Transmitting rotary motion into a vacuum chamber, whether in semiconductor manufacturing equipment, optical coating chambers, or highspeed X-ray anodes, is no simple task. Combining the necessary sub-components is often complicated and time consuming. However, systems engineers are increasingly designing in larger electro-mechanical sub-assemblies rather than integrating smaller components for such complex, niche applications. This lets the designers focus on overall system design, while supplier partners select, integrate, and test the various subsystem components.
Working in a vacuum
Locating a drive mechanism or motor outside a chamber and transmitting rotary motion through the chamber wall into the vacuum can be challenging. Sealing a moving part, such as a shaft rotating at 3,000 rpm, is no simple feat. The seal must be totally leakproof to avoid loss of vacuum and to prevent the ingress of moisture and contaminants. If the seal wears, particles must not enter the system and degrade the vacuum or contaminate the process materials.
System designers can solve rotary sealing challenges with simple Orings, lip seals, magnetic liquid seals, all-metal seals, and magnetic couplings. The type of seal selected depends on many factors, including the base vacuum required, cleanliness requirements, differential pressures, speed of rotation, and, of course, budget. Magnetic liquid feedthroughs are common in applications that demand high rotation speeds, cleanliness, and long life. These seals use a magnetic liquid held in place between rotor and stator by permanent magnets to form a non-wearing liquid O-ring seal.

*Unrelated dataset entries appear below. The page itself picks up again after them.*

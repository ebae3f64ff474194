//! Progress socket wire messages.

use chrono::{DateTime, Utc};
use lessondeck_core::ProgressUpdate;
use serde::{Deserialize, Serialize};
use serde_json::Value;

/// Message sent by the client.
#[derive(Debug, Clone, PartialEq, Eq, Serialize, Deserialize)]
#[serde(tag = "type", rename_all = "snake_case")]
pub enum ClientMessage {
    SubscribeJob { job_id: String },
    UnsubscribeJob { job_id: String },
    Ping,
}

impl ClientMessage {
    pub fn to_json(&self) -> String {
        // Serializing a plain tagged enum of strings cannot fail.
        serde_json::to_string(self).unwrap_or_default()
    }
}

/// Message received from the server.
#[derive(Debug, Clone, PartialEq)]
pub enum ServerMessage {
    /// One of the six progress update kinds.
    Update(ProgressUpdate),
    Connected {
        client_id: Option<String>,
    },
    SubscriptionResult {
        job_id: Option<String>,
        success: bool,
        message: Option<String>,
    },
    Pong,
    Error {
        message: String,
    },
    /// Anything with a `type` we do not know.
    Unknown(String),
}

#[derive(Deserialize)]
#[serde(tag = "type", rename_all = "snake_case")]
enum Control {
    Connected {
        #[serde(default)]
        client_id: Option<String>,
    },
    SubscriptionResult {
        #[serde(default)]
        job_id: Option<String>,
        #[serde(default = "default_true")]
        success: bool,
        #[serde(default)]
        message: Option<String>,
    },
    Pong,
    Error {
        #[serde(default, alias = "error")]
        message: Option<String>,
    },
}

const fn default_true() -> bool {
    true
}

const UPDATE_TYPES: [&str; 6] = [
    "progress",
    "step_complete",
    "step_error",
    "job_complete",
    "job_error",
    "job_status",
];

impl ServerMessage {
    /// Parse one text frame.
    ///
    /// Updates without a usable RFC 3339 `timestamp` are stamped with the
    /// receive time, which is what a polled update without `updated_at`
    /// gets too.
    pub fn parse(text: &str) -> Result<Self, serde_json::Error> {
        let mut value: Value = serde_json::from_str(text)?;
        let kind = value
            .get("type")
            .and_then(Value::as_str)
            .unwrap_or_default()
            .to_string();

        if UPDATE_TYPES.contains(&kind.as_str()) {
            if let Some(object) = value.as_object_mut() {
                let valid_timestamp = object
                    .get("timestamp")
                    .and_then(Value::as_str)
                    .is_some_and(|ts| DateTime::parse_from_rfc3339(ts).is_ok());
                if !valid_timestamp {
                    object.insert("timestamp".to_string(), Value::String(Utc::now().to_rfc3339()));
                }
            }
            return serde_json::from_value(value).map(Self::Update);
        }

        match kind.as_str() {
            "connected" | "subscription_result" | "pong" | "error" => {
                Ok(match serde_json::from_value(value)? {
                    Control::Connected { client_id } => Self::Connected { client_id },
                    Control::SubscriptionResult {
                        job_id,
                        success,
                        message,
                    } => Self::SubscriptionResult {
                        job_id,
                        success,
                        message,
                    },
                    Control::Pong => Self::Pong,
                    Control::Error { message } => Self::Error {
                        message: message.unwrap_or_else(|| "unknown socket error".to_string()),
                    },
                })
            }
            _ => Ok(Self::Unknown(kind)),
        }
    }
}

A motor usually provides the rotary motion for the system, connected to the feedthrough shaft via belts, gears, or chain drives. Integrating all of these components can get complicated. Selecting a motor and designing the transmission requires significant electrical and mechanical expertise and can be time consuming. Compounding these problems, schedules are often delayed by delivery or quality problems with the many necessary sub-components.
Subsystems seal the deal
Fully integrated sealing subassemblies, such as a leak-tight magnetically sealed spindle with an integrated motor, have stepped up to meet the increasing demand for sealing and rotation capabilities in a simple computer-controlled, plug-and-play package. Compact size is an increasing concern of many system manufacturers, and a motorized spindle with integrated in-line motor is not much larger than a standard feedthrough. It is considerably smaller than a configuration consisting of a feedthrough, offset gears, and motor.
This type of subsystem combines two key components, a Ferrofluidic seal and a motor. Ferrofluidic sealing relies on a magnetic liquid’s response to an applied magnetic field to seal a rotating shaft. A stationary permanent magnet encircles the rotating shaft, and pole pieces are attached to either side. A series of grooves is machined into either the shaft or pole pieces. The magnetic circuit completed by the stationary pole pieces and the rotating shaft concentrates magnetic flux in the gap between each pole and the shaft, with particular concentration of flux on top of the ridges, or stages, between the machined grooves. A very small volume of ferrofluid applied in the radial gap is strongly attracted to the areas of highest flux density. It forms a series of liquid O-rings on the stages to produce a hermetic seal.
The second key component of the subsystem is a compact, frameless inline brushless dc motor, attached directly to the shaft to drive the spindle. This contrasts with the more commonly used offset belt-driven, geardriven, or shaft-coupled configurations and permits 100% torque transmission — much better than offset drive or flexible couplings — with zero backlash. The integrated motor eliminates the need for gears, belts, mechanical couplings, brackets, and additional framework.
Aside from small size, many vacuum applications require high positioning accuracy. The unit’s precision ball bearings enable high rotational speeds under heavy load conditions with high shaft stiffness and low runout, while speed and position are controlled with an optical encoder and precision controller.
In addition to standard designs, motorized spindles may be customized with several options. For example, direct water-cooling can be added to extend a drive’s capabilities at high temperatures and speeds. They can be designed with solid or hollow shafts and various ball bearings and ferrofluid options. Also, depending on the system’s precision requirements, a variety of encoder and resolver feedback and control circuits may be incorporated.